Because James was a prolific author (he turned out a lot of writing as he was heavily dependent on the income it produced), I had a wide array of novels to choose from in making my selection for the Classics Challenge.  I settled on The Tragic Muse (Muse) largely because this was one of the novels I had never re-read (unlike, say, Portrait of a Lady) and so remembered few details about the plot.  Another important factor in my selection was style.  Although James’ writing is synonymous in the minds of many with subtle complexity, this idea is rather inaccurate when applied to his output as a whole.  While it is certainly true that the sentence structure and syntax of  his “late” novels (The Golden Bowl, Wings of the Dove and The Ambassadors) can be quite bewilderingly complex, his earlier novels (and even Muse, which dates from the  mid-period of his productivity) are often quite straightforward stylistically.  It’s also worth mentioning that Muse doesn’t fit a couple of other familiar tropes regarding James’ novels.  Rather than offering an intense psychological study of a few individuals (as in, for example, The Golden Bowl) it has a large, sprawling cast of characters.  Muse also doesn’t concern the theme, so prevalent in James’ early fiction (Portrait of a Lady; Daisy Miller) of naive American innocents forced to grapple with the sophisticated wiles of an older European culture.

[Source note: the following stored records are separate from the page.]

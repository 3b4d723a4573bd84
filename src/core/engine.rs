/// The top-level interpreter: owns a catalog, a config, and a seedable RNG.
///
/// Built via `Engine::builder()`. Every game action goes through here so
/// callers never have to thread the catalog or RNG themselves.

use rand::rngs::StdRng;
use rand::{Rng, SeedableRng};
use serde::{Deserialize, Serialize};
use std::path::{Path, PathBuf};
use thiserror::Error;

use crate::core::delta::apply_delta;
use crate::core::lint::{lint_catalog, LintReport};
use crate::core::router::{auto_advance, RoutingError};
use crate::core::transition;
use crate::core::view::{self, NodeView};
use crate::schema::catalog::{Catalog, CatalogError, Choice, Node};
use crate::schema::stat::Stat;
use crate::schema::state::GameState;

#[derive(Debug, Error)]
pub enum EngineError {
    #[error("catalog error: {0}")]
    Catalog(#[from] CatalogError),
    #[error("IO error: {0}")]
    Io(#[from] std::io::Error),
    #[error("RON error: {0}")]
    Ron(#[from] ron::error::SpannedError),
    #[error("routing error: {0}")]
    Routing(#[from] RoutingError),
    #[error("no catalog provided to the builder")]
    MissingCatalog,
    #[error("unknown persona: {0}")]
    UnknownPersona(String),
    #[error("unknown location: {0}")]
    UnknownLocation(String),
}

/// Runtime settings, usually loaded from a RON file.
///
/// ```ron
/// (
///     start_node: "DAY0_LOCATION",
///     max_auto_advance: 256,
///     seed: Some(42),
/// )
/// ```
#[derive(Debug, Clone, PartialEq, Eq, Serialize, Deserialize)]
#[serde(default)]
pub struct EngineConfig {
    pub start_node: String,
    /// Router hops allowed in one auto-advance run.
    pub max_auto_advance: usize,
    /// `None` seeds from entropy.
    pub seed: Option<u64>,
}

impl Default for EngineConfig {
    fn default() -> Self {
        Self {
            start_node: "DAY0_LOCATION".to_string(),
            max_auto_advance: 256,
            seed: None,
        }
    }
}

impl EngineConfig {
    pub fn load_from_ron(path: &Path) -> Result<Self, EngineError> {
        let contents = std::fs::read_to_string(path)?;
        Self::parse_ron(&contents)
    }

    pub fn parse_ron(input: &str) -> Result<Self, EngineError> {
        Ok(ron::from_str(input)?)
    }
}

pub struct Engine {
    catalog: Catalog,
    config: EngineConfig,
    rng: StdRng,
}

/// Builder for constructing an `Engine`.
#[derive(Default)]
pub struct EngineBuilder {
    catalog: Option<Catalog>,
    catalog_path: Option<PathBuf>,
    config: Option<EngineConfig>,
    config_path: Option<PathBuf>,
    seed: Option<u64>,
    start_node: Option<String>,
    max_auto_advance: Option<usize>,
}

impl Engine {
    pub fn builder() -> EngineBuilder {
        EngineBuilder::default()
    }

    pub fn catalog(&self) -> &Catalog {
        &self.catalog
    }

    pub fn config(&self) -> &EngineConfig {
        &self.config
    }

    /// Restart the random stream from a fixed seed.
    pub fn reseed(&mut self, seed: u64) {
        self.config.seed = Some(seed);
        self.rng = StdRng::seed_from_u64(seed);
    }

    /// Start a game with a uniformly random persona and location.
    pub fn new_game(&mut self) -> Result<GameState, EngineError> {
        let persona = pick_key(&self.catalog.personas, &mut self.rng)
            .ok_or_else(|| EngineError::UnknownPersona(String::new()))?;
        let location = pick_key(&self.catalog.locations, &mut self.rng)
            .ok_or_else(|| EngineError::UnknownLocation(String::new()))?;
        self.new_game_with(&persona, &location)
    }

    /// Start a game with an explicit persona and location.
    ///
    /// The persona's start delta touches only the five variables; skills
    /// start from their authored values. The location's delta follows and
    /// may adjust any stat. Both are clamped before auto-advancing from the
    /// start node.
    pub fn new_game_with(&mut self, persona: &str, location: &str) -> Result<GameState, EngineError> {
        let persona_profile = self
            .catalog
            .personas
            .get(persona)
            .ok_or_else(|| EngineError::UnknownPersona(persona.to_string()))?;
        let location_profile = self
            .catalog
            .locations
            .get(location)
            .ok_or_else(|| EngineError::UnknownLocation(location.to_string()))?;

        let mut state = GameState::new(
            &self.config.start_node,
            persona,
            location,
            self.catalog.initial_stats(),
        );
        let persona_delta = persona_profile.delta.restricted_to(&Stat::VARIABLES);
        apply_delta(&mut state, &persona_delta, self.catalog.bounds());
        apply_delta(&mut state, &location_profile.delta, self.catalog.bounds());

        log::info!("new game: {} at {}", persona, location);
        auto_advance(&mut state, &self.catalog, self.config.max_auto_advance)?;
        Ok(state)
    }

    /// Apply a player action by option id; `None` is a narrative continue.
    ///
    /// An id that does not name an option on the current decision node is
    /// treated as no selection.
    pub fn apply_option(
        &mut self,
        state: &GameState,
        option_id: Option<&str>,
    ) -> Result<GameState, EngineError> {
        let choice = option_id.and_then(|id| find_choice(&self.catalog, &state.node, id));
        Ok(transition::apply_option(
            state,
            choice,
            &self.catalog,
            self.config.max_auto_advance,
            &mut self.rng,
        )?)
    }

    /// Apply a player action with an option already in hand.
    pub fn apply_choice(
        &mut self,
        state: &GameState,
        choice: Option<&Choice>,
    ) -> Result<GameState, EngineError> {
        Ok(transition::apply_option(
            state,
            choice,
            &self.catalog,
            self.config.max_auto_advance,
            &mut self.rng,
        )?)
    }

    pub fn view(&self, state: &GameState) -> NodeView {
        view::view(state, &self.catalog)
    }

    pub fn lint(&self) -> LintReport {
        lint_catalog(&self.catalog, &self.config.start_node)
    }
}

fn find_choice<'a>(catalog: &'a Catalog, node: &str, id: &str) -> Option<&'a Choice> {
    let found = match catalog.node(node) {
        Some(Node::Decision(decision)) => decision.option(id),
        _ => None,
    };
    if found.is_none() {
        log::debug!("no option '{}' at '{}'", id, node);
    }
    found
}

fn pick_key<V, R: Rng>(
    map: &std::collections::BTreeMap<String, V>,
    rng: &mut R,
) -> Option<String> {
    if map.is_empty() {
        return None;
    }
    let index = rng.gen_range(0..map.len());
    map.keys().nth(index).cloned()
}

impl EngineBuilder {
    pub fn catalog(mut self, catalog: Catalog) -> Self {
        self.catalog = Some(catalog);
        self
    }

    pub fn catalog_path(mut self, path: impl Into<PathBuf>) -> Self {
        self.catalog_path = Some(path.into());
        self
    }

    pub fn config(mut self, config: EngineConfig) -> Self {
        self.config = Some(config);
        self
    }

    pub fn config_path(mut self, path: impl Into<PathBuf>) -> Self {
        self.config_path = Some(path.into());
        self
    }

    /// Overrides any seed from the config.
    pub fn seed(mut self, seed: u64) -> Self {
        self.seed = Some(seed);
        self
    }

    pub fn start_node(mut self, node: &str) -> Self {
        self.start_node = Some(node.to_string());
        self
    }

    pub fn max_auto_advance(mut self, hops: usize) -> Self {
        self.max_auto_advance = Some(hops);
        self
    }

    pub fn build(self) -> Result<Engine, EngineError> {
        let mut config = match (self.config, self.config_path) {
            (Some(config), _) => config,
            (None, Some(path)) => EngineConfig::load_from_ron(&path)?,
            (None, None) => EngineConfig::default(),
        };
        if let Some(node) = self.start_node {
            config.start_node = node;
        }
        if let Some(hops) = self.max_auto_advance {
            config.max_auto_advance = hops;
        }
        if self.seed.is_some() {
            config.seed = self.seed;
        }

        let catalog = match (self.catalog, self.catalog_path) {
            (Some(catalog), _) => catalog,
            (None, Some(path)) => Catalog::load(&path)?,
            (None, None) => return Err(EngineError::MissingCatalog),
        };

        if catalog.node(&config.start_node).is_none() {
            log::warn!("start node '{}' is not in the catalog", config.start_node);
        }

        let rng = match config.seed {
            Some(seed) => StdRng::seed_from_u64(seed),
            None => StdRng::from_entropy(),
        };

        Ok(Engine {
            catalog,
            config,
            rng,
        })
    }
}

Muse contains two separate but symmetrical narrative arcs, one centering on Nick Dormer, an upper class Englishman who rejects family and heritage to become a painter, and the other on Miriam Rooth, a penniless girl of partially Jewish ancestry (a point that matters to several of the other characters) who is determined to become a great actress.  James sets his novel in the Paris and London of his own day, i.e., the late 19th century, and depicts how the acts and attitudes of an interrelated group of English aristocrats affect the decisions, and fates, of Nick and Miriam.  His story begins in Paris, where we first meet the Dormer family.  The widowed Lady Agnes, attended by her daughters Grace and Biddy, has reluctantly accompanied her son Nick, who has insisted on attending the latest Paris exhibition of avant-garde art.  It’s easy to miss a certain dry humor that often turns up in James’ work; here, for example his description of the Dormer ladies’ reaction to the French avant-garde is quite funny (Lady Agnes observes that in London art is “much less unpleasant” than the Parisian “horrors” admired by her son).  Nick himself is a charming and devoted son, a quintessential golden boy, destined by birth and training to emulate his late father’s political career.  Although outwardly amenable to this plan for his future, Nick secretly cherishes an ambition to be a painter.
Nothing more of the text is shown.